The Case-Shiller index follows other reports this month that show continued strength in residential real estate. Sales of new homes climbed in April to an annual pace of 454,000, an increase of 2.3% from March and the second-highest level in almost five years, the Commerce Department reported last week. The median selling price jumped 14.9% from a year earlier to a record $271,600.
Purchases of previously owned homes also climbed, to a 4.97 million pace, the highest level in more than three years, according to the National Association of Realtors. The median price rose 11%, the fifth consecutive month that property values advanced more than 10% year over year.

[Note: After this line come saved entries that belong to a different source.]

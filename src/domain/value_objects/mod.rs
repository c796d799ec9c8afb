//! # Value Objects
//!
//! Immutable types with validation and domain semantics.
//!
//! - [`Timestamp`]: millisecond UTC instant
//! - [`WalletAddress`]: validated EVM address

pub mod timestamp;
pub mod wallet_address;

pub use timestamp::Timestamp;
pub use wallet_address::WalletAddress;
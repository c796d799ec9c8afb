//! # Domain Layer
//!
//! Claim rules independent of HTTP, RPC and storage.
//!
//! - [`entities`]: claim request, receipt and claimant record
//! - [`value_objects`]: timestamps and wallet addresses
//! - [`services`]: cooldown policy and clock
//! - [`errors`]: validation errors

pub mod entities;
pub mod errors;
pub mod services;
pub mod value_objects;

pub use errors::{DomainError, DomainResult};
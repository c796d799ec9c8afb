//! # Claim Service
//!
//! Processes one faucet claim end to end.
//!
//! # Pipeline
//!
//! 1. Validate the request shape and wallet address
//! 2. Verify the CAPTCHA token
//! 3. Check-and-reserve the address in the cooldown store
//! 4. Optionally check the node is reachable
//! 5. Check the faucet holds at least one disbursement
//! 6. Price gas at the network rate plus markup
//! 7. Submit the signed transfer
//! 8. Wait for confirmation
//! 9. Record the confirmation time, or release the reservation on failure
//!
//! Steps 1 and 2 have no side effects. From step 3 on, every exit path
//! either completes or aborts the reservation. Steps 3 to 9 run on their
//! own task, so a caller that disconnects mid-claim does not strand the
//! reservation or lose a confirmed transfer. Nothing is retried.

use crate::application::error::{ApplicationError, ApplicationResult};
use crate::domain::entities::{ClaimReceipt, ClaimRequest};
use crate::domain::services::{ClaimAdmission, Clock, CooldownPolicy, remaining_minutes};
use crate::domain::value_objects::WalletAddress;
use crate::infrastructure::blockchain::{BlockchainClient, FeeMarkup, TxReceipt};
use crate::infrastructure::captcha::CaptchaVerifier;
use crate::infrastructure::persistence::CooldownStore;
use std::net::IpAddr;
use std::sync::Arc;
use tracing::{Instrument, error, info, instrument, warn};

/// Tunables for the claim pipeline.
#[derive(Debug, Clone, Copy)]
pub struct ClaimSettings {
    /// Disbursement per claim, in wei.
    pub amount_wei: u128,
    /// Cooldown window.
    pub policy: CooldownPolicy,
    /// Markup applied to the network gas price.
    pub fee_markup: FeeMarkup,
    /// Whether to health-check the node before each transfer.
    pub rpc_preflight: bool,
}

impl ClaimSettings {
    /// Creates settings with the default window, markup and preflight.
    #[must_use]
    pub fn new(amount_wei: u128) -> Self {
        Self {
            amount_wei,
            policy: CooldownPolicy::default(),
            fee_markup: FeeMarkup::default(),
            rpc_preflight: true,
        }
    }
}

/// Claim use case.
#[derive(Debug, Clone)]
pub struct ClaimService {
    chain: Arc<dyn BlockchainClient>,
    captcha: Arc<dyn CaptchaVerifier>,
    cooldowns: Arc<dyn CooldownStore>,
    clock: Arc<dyn Clock>,
    settings: ClaimSettings,
}

impl ClaimService {
    /// Creates a new claim service.
    #[must_use]
    pub fn new(
        chain: Arc<dyn BlockchainClient>,
        captcha: Arc<dyn CaptchaVerifier>,
        cooldowns: Arc<dyn CooldownStore>,
        clock: Arc<dyn Clock>,
        settings: ClaimSettings,
    ) -> Self {
        Self {
            chain,
            captcha,
            cooldowns,
            clock,
            settings,
        }
    }

    /// Returns the pipeline settings.
    #[must_use]
    pub fn settings(&self) -> &ClaimSettings {
        &self.settings
    }

    /// Returns the account transfers are signed with.
    #[must_use]
    pub fn signer_address(&self) -> WalletAddress {
        self.chain.signer_address()
    }

    /// Processes a claim.
    ///
    /// # Errors
    ///
    /// Returns the [`ApplicationError`] for the first step that fails.
    #[instrument(skip_all, fields(address = request.wallet_address.as_deref().unwrap_or_default()))]
    pub async fn claim(
        &self,
        request: &ClaimRequest,
        remote_ip: Option<IpAddr>,
    ) -> ApplicationResult<ClaimReceipt> {
        let claim = request.validate()?;
        let address = claim.address;

        let verdict = self
            .captcha
            .verify(&claim.captcha_token, remote_ip)
            .await
            .map_err(|e| {
                warn!(error = %e, "CAPTCHA verification unavailable");
                ApplicationError::captcha_unavailable(e.to_string())
            })?;
        if !verdict.success {
            info!(error_codes = ?verdict.error_codes, "CAPTCHA rejected");
            return Err(ApplicationError::captcha_rejected(verdict.error_codes));
        }

        let service = self.clone();
        tokio::spawn(async move { service.settle(address).await }.in_current_span())
            .await
            .map_err(|e| {
                error!(error = %e, "Claim task failed");
                ApplicationError::internal(format!("claim task failed: {}", e))
            })?
    }

    /// Steps 3 to 9: reserve, disburse, then complete or abort.
    async fn settle(&self, address: WalletAddress) -> ApplicationResult<ClaimReceipt> {
        let admission = self
            .cooldowns
            .begin_claim(&address, self.clock.now(), &self.settings.policy)
            .await?;
        match admission {
            ClaimAdmission::Admitted => {}
            ClaimAdmission::CoolingDown { remaining_ms } => {
                let minutes = remaining_minutes(remaining_ms);
                info!(remaining_minutes = minutes, "Claim refused: cooldown active");
                return Err(ApplicationError::cooldown_active(minutes));
            }
            ClaimAdmission::InFlight => {
                info!("Claim refused: another claim in progress");
                return Err(ApplicationError::ClaimInProgress);
            }
        }

        let receipt = match self.disburse(&address).await {
            Ok(receipt) => receipt,
            Err(e) => {
                if let Err(abort_err) = self.cooldowns.abort_claim(&address).await {
                    error!(error = %abort_err, "Failed to release claim reservation");
                }
                return Err(e);
            }
        };

        let claimed_at = self.clock.now();
        self.cooldowns.complete_claim(&address, claimed_at).await?;

        info!(
            tx_hash = %receipt.tx_hash,
            block = receipt.block_number,
            amount_wei = self.settings.amount_wei,
            "Claim disbursed"
        );

        Ok(ClaimReceipt {
            address,
            tx_hash: receipt.tx_hash.0,
            block_number: receipt.block_number,
            amount_wei: self.settings.amount_wei,
            claimed_at,
        })
    }

    /// Steps 4 to 8: everything that talks to the node.
    async fn disburse(&self, to: &WalletAddress) -> ApplicationResult<TxReceipt> {
        if self.settings.rpc_preflight {
            self.chain.health_check().await.map_err(|e| {
                error!(error = %e, "RPC health check failed");
                ApplicationError::upstream(e.to_string())
            })?;
        }

        let faucet = self.chain.signer_address();
        let balance = self.chain.get_balance(&faucet).await.map_err(|e| {
            error!(error = %e, "Failed to read faucet balance");
            ApplicationError::upstream(e.to_string())
        })?;
        if balance < self.settings.amount_wei {
            warn!(
                balance,
                required = self.settings.amount_wei,
                "Faucet balance too low"
            );
            return Err(ApplicationError::insufficient_funds(
                balance,
                self.settings.amount_wei,
            ));
        }

        let base = self.chain.get_gas_price().await.map_err(|e| {
            error!(error = %e, "Failed to read gas price");
            ApplicationError::upstream(e.to_string())
        })?;
        let gas_price = self.settings.fee_markup.apply(base);

        let tx_hash = self
            .chain
            .send_transfer(to, self.settings.amount_wei, gas_price)
            .await
            .map_err(|e| {
                error!(error = %e, "Transfer submission failed");
                ApplicationError::transaction(e.to_string())
            })?;
        info!(tx_hash = %tx_hash, %gas_price, "Transfer submitted");

        match self.chain.wait_for_confirmation(&tx_hash).await {
            Ok(Some(receipt)) if receipt.success => Ok(receipt),
            Ok(Some(_)) => {
                error!(tx_hash = %tx_hash, "Transfer reverted");
                Err(ApplicationError::transaction(format!("{} reverted", tx_hash)))
            }
            Ok(None) => {
                error!(tx_hash = %tx_hash, "No receipt for transfer");
                Err(ApplicationError::transaction(format!("no receipt for {}", tx_hash)))
            }
            Err(e) => {
                error!(tx_hash = %tx_hash, error = %e, "Confirmation failed");
                Err(ApplicationError::transaction(e.to_string()))
            }
        }
    }
}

“Other housing market data reported in recent weeks confirm these strong trends,” David Blitzer, chairman of the S&P index committee, said in a statement. “At the same time, the larger than usual share of multifamily housing, a large number of homes still in some stage of foreclosure and buying- to-rent by investors suggest that the housing recovery is not complete.”

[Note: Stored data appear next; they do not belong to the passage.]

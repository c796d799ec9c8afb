//! # CAPTCHA Verification
//!
//! Server-side check of widget tokens against the provider's `siteverify`
//! endpoint. hCaptcha and reCAPTCHA share the same protocol: a form POST
//! of `secret`, `response` and optionally `remoteip`, answered with
//! `{"success": bool, "error-codes": [...]}`.

use crate::infrastructure::http::{HttpClient, HttpResult};
use async_trait::async_trait;
use serde::{Deserialize, Serialize};
use std::fmt;
use std::net::IpAddr;
use std::str::FromStr;
use tracing::debug;

/// Supported CAPTCHA providers.
#[derive(Debug, Clone, Copy, PartialEq, Eq, Default, Serialize, Deserialize)]
#[serde(rename_all = "lowercase")]
pub enum CaptchaProvider {
    /// hCaptcha.
    #[default]
    Hcaptcha,
    /// Google reCAPTCHA.
    Recaptcha,
}

impl CaptchaProvider {
    /// Returns the provider's public verification endpoint.
    #[must_use]
    pub const fn default_verify_url(&self) -> &'static str {
        match self {
            Self::Hcaptcha => "https://api.hcaptcha.com/siteverify",
            Self::Recaptcha => "https://www.google.com/recaptcha/api/siteverify",
        }
    }

    /// Returns the environment variable holding this provider's secret.
    #[must_use]
    pub const fn secret_env_var(&self) -> &'static str {
        match self {
            Self::Hcaptcha => "HCAPTCHA_SECRET_KEY",
            Self::Recaptcha => "RECAPTCHA_SECRET_KEY",
        }
    }

    /// Returns the provider name.
    #[must_use]
    pub const fn name(&self) -> &'static str {
        match self {
            Self::Hcaptcha => "hcaptcha",
            Self::Recaptcha => "recaptcha",
        }
    }
}

impl fmt::Display for CaptchaProvider {
    fn fmt(&self, f: &mut fmt::Formatter<'_>) -> fmt::Result {
        f.write_str(self.name())
    }
}

impl FromStr for CaptchaProvider {
    type Err = String;

    fn from_str(s: &str) -> Result<Self, Self::Err> {
        match s.trim().to_ascii_lowercase().as_str() {
            "hcaptcha" => Ok(Self::Hcaptcha),
            "recaptcha" => Ok(Self::Recaptcha),
            other => Err(format!("unknown captcha provider '{}'", other)),
        }
    }
}

/// Provider's answer for one token.
#[derive(Debug, Clone, Default, PartialEq, Eq, Deserialize)]
pub struct CaptchaVerdict {
    /// Whether the token is valid.
    pub success: bool,
    /// Provider error codes, if any.
    #[serde(default, rename = "error-codes")]
    pub error_codes: Vec<String>,
}

/// Verifies CAPTCHA tokens.
#[async_trait]
pub trait CaptchaVerifier: Send + Sync + fmt::Debug {
    /// Checks a client token.
    ///
    /// `Ok` with `success == false` means the provider rejected the token;
    /// `Err` means the provider could not be asked.
    ///
    /// # Errors
    ///
    /// Returns an error if the provider is unreachable or answers with
    /// something other than a verdict.
    async fn verify(&self, token: &str, remote_ip: Option<IpAddr>) -> HttpResult<CaptchaVerdict>;
}

#[derive(Serialize)]
struct SiteVerifyForm<'a> {
    secret: &'a str,
    response: &'a str,
    #[serde(skip_serializing_if = "Option::is_none")]
    remoteip: Option<String>,
}

/// `siteverify` client for hCaptcha or reCAPTCHA.
#[derive(Clone)]
pub struct SiteVerifyClient {
    http: HttpClient,
    provider: CaptchaProvider,
    verify_url: String,
    secret: String,
}

impl SiteVerifyClient {
    /// Creates a client for `provider`, using `verify_url` instead of the
    /// provider default when given.
    #[must_use]
    pub fn new(
        http: HttpClient,
        provider: CaptchaProvider,
        secret: impl Into<String>,
        verify_url: Option<String>,
    ) -> Self {
        Self {
            http,
            provider,
            verify_url: verify_url.unwrap_or_else(|| provider.default_verify_url().to_string()),
            secret: secret.into(),
        }
    }

    /// Returns the endpoint tokens are sent to.
    #[must_use]
    pub fn verify_url(&self) -> &str {
        &self.verify_url
    }
}

impl fmt::Debug for SiteVerifyClient {
    fn fmt(&self, f: &mut fmt::Formatter<'_>) -> fmt::Result {
        f.debug_struct("SiteVerifyClient")
            .field("provider", &self.provider)
            .field("verify_url", &self.verify_url)
            .field("secret", &"<redacted>")
            .finish()
    }
}

#[async_trait]
impl CaptchaVerifier for SiteVerifyClient {
    async fn verify(&self, token: &str, remote_ip: Option<IpAddr>) -> HttpResult<CaptchaVerdict> {
        let form = SiteVerifyForm {
            secret: &self.secret,
            response: token,
            remoteip: remote_ip.map(|ip| ip.to_string()),
        };

        let verdict: CaptchaVerdict = self.http.post_form(&self.verify_url, &form).await?;
        debug!(
            provider = %self.provider,
            success = verdict.success,
            error_codes = ?verdict.error_codes,
            "CAPTCHA verdict"
        );
        Ok(verdict)
    }
}

#[cfg(test)]
#[allow(clippy::unwrap_used)]
mod tests {
    use super::*;
    use crate::infrastructure::http::HttpError;
    use wiremock::matchers::{body_string_contains, method, path};
    use wiremock::{Mock, MockServer, ResponseTemplate};

    fn client_for(server: &MockServer) -> SiteVerifyClient {
        SiteVerifyClient::new(
            HttpClient::new(2000).unwrap(),
            CaptchaProvider::Hcaptcha,
            "server-secret",
            Some(format!("{}/siteverify", server.uri())),
        )
    }

    #[test]
    fn provider_defaults() {
        assert_eq!(
            CaptchaProvider::Hcaptcha.default_verify_url(),
            "https://api.hcaptcha.com/siteverify"
        );
        assert_eq!(CaptchaProvider::Recaptcha.secret_env_var(), "RECAPTCHA_SECRET_KEY");
        assert_eq!(CaptchaProvider::default(), CaptchaProvider::Hcaptcha);
    }

    #[test]
    fn provider_from_str() {
        assert_eq!("reCAPTCHA".parse::<CaptchaProvider>(), Ok(CaptchaProvider::Recaptcha));
        assert_eq!(" hcaptcha ".parse::<CaptchaProvider>(), Ok(CaptchaProvider::Hcaptcha));
        assert!("turnstile".parse::<CaptchaProvider>().is_err());
    }

    #[test]
    fn debug_hides_secret() {
        let client = SiteVerifyClient::new(
            HttpClient::new(1000).unwrap(),
            CaptchaProvider::Recaptcha,
            "top-secret",
            None,
        );
        let shown = format!("{:?}", client);
        assert!(!shown.contains("top-secret"));
        assert_eq!(
            client.verify_url(),
            "https://www.google.com/recaptcha/api/siteverify"
        );
    }

    #[tokio::test]
    async fn valid_token_is_accepted() {
        let server = MockServer::start().await;
        Mock::given(method("POST"))
            .and(path("/siteverify"))
            .and(body_string_contains("secret=server-secret"))
            .and(body_string_contains("response=valid-token"))
            .and(body_string_contains("remoteip=10.0.0.7"))
            .respond_with(ResponseTemplate::new(200).set_body_json(serde_json::json!({
                "success": true,
                "challenge_ts": "2024-01-01T00:00:00Z",
                "hostname": "faucet.rupaya.io"
            })))
            .expect(1)
            .mount(&server)
            .await;

        let verdict = client_for(&server)
            .verify("valid-token", Some("10.0.0.7".parse().unwrap()))
            .await
            .unwrap();
        assert!(verdict.success);
        assert!(verdict.error_codes.is_empty());
    }

    #[tokio::test]
    async fn rejected_token_carries_error_codes() {
        let server = MockServer::start().await;
        Mock::given(method("POST"))
            .respond_with(ResponseTemplate::new(200).set_body_json(serde_json::json!({
                "success": false,
                "error-codes": ["invalid-input-response"]
            })))
            .mount(&server)
            .await;

        let verdict = client_for(&server).verify("bad", None).await.unwrap();
        assert!(!verdict.success);
        assert_eq!(verdict.error_codes, vec!["invalid-input-response"]);
    }

    #[tokio::test]
    async fn provider_outage_is_an_error() {
        let server = MockServer::start().await;
        Mock::given(method("POST"))
            .respond_with(ResponseTemplate::new(503))
            .mount(&server)
            .await;

        let err = client_for(&server).verify("tok", None).await.unwrap_err();
        assert!(matches!(err, HttpError::Status { status: 503, .. }));
    }
}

The average rate on a 30-year fixed mortgage was 3.59% in the week ended May 23, down from 3.78% a year earlier, according for data from Freddie Mac. The rate reached a record low of 3.31% in November.
The housing recovery is giving consumers more confidence to spend, said Laura Alber, president and chief executive officer of Williams-Sonoma. The San Francisco-based company reported an 8.6% increase in net revenue in the three months ended May 5.
“We’re not sure whether there’s truly a housing recovery that’s going to be sustainable yet, but we are seeing that they are spending money to redecorate,” Alber said on a May 23 earnings call. “Whether they’re moving or not, it’s time to get some new stuff in your home after a period when I think people didn’t feel comfortable spending money on their homes.”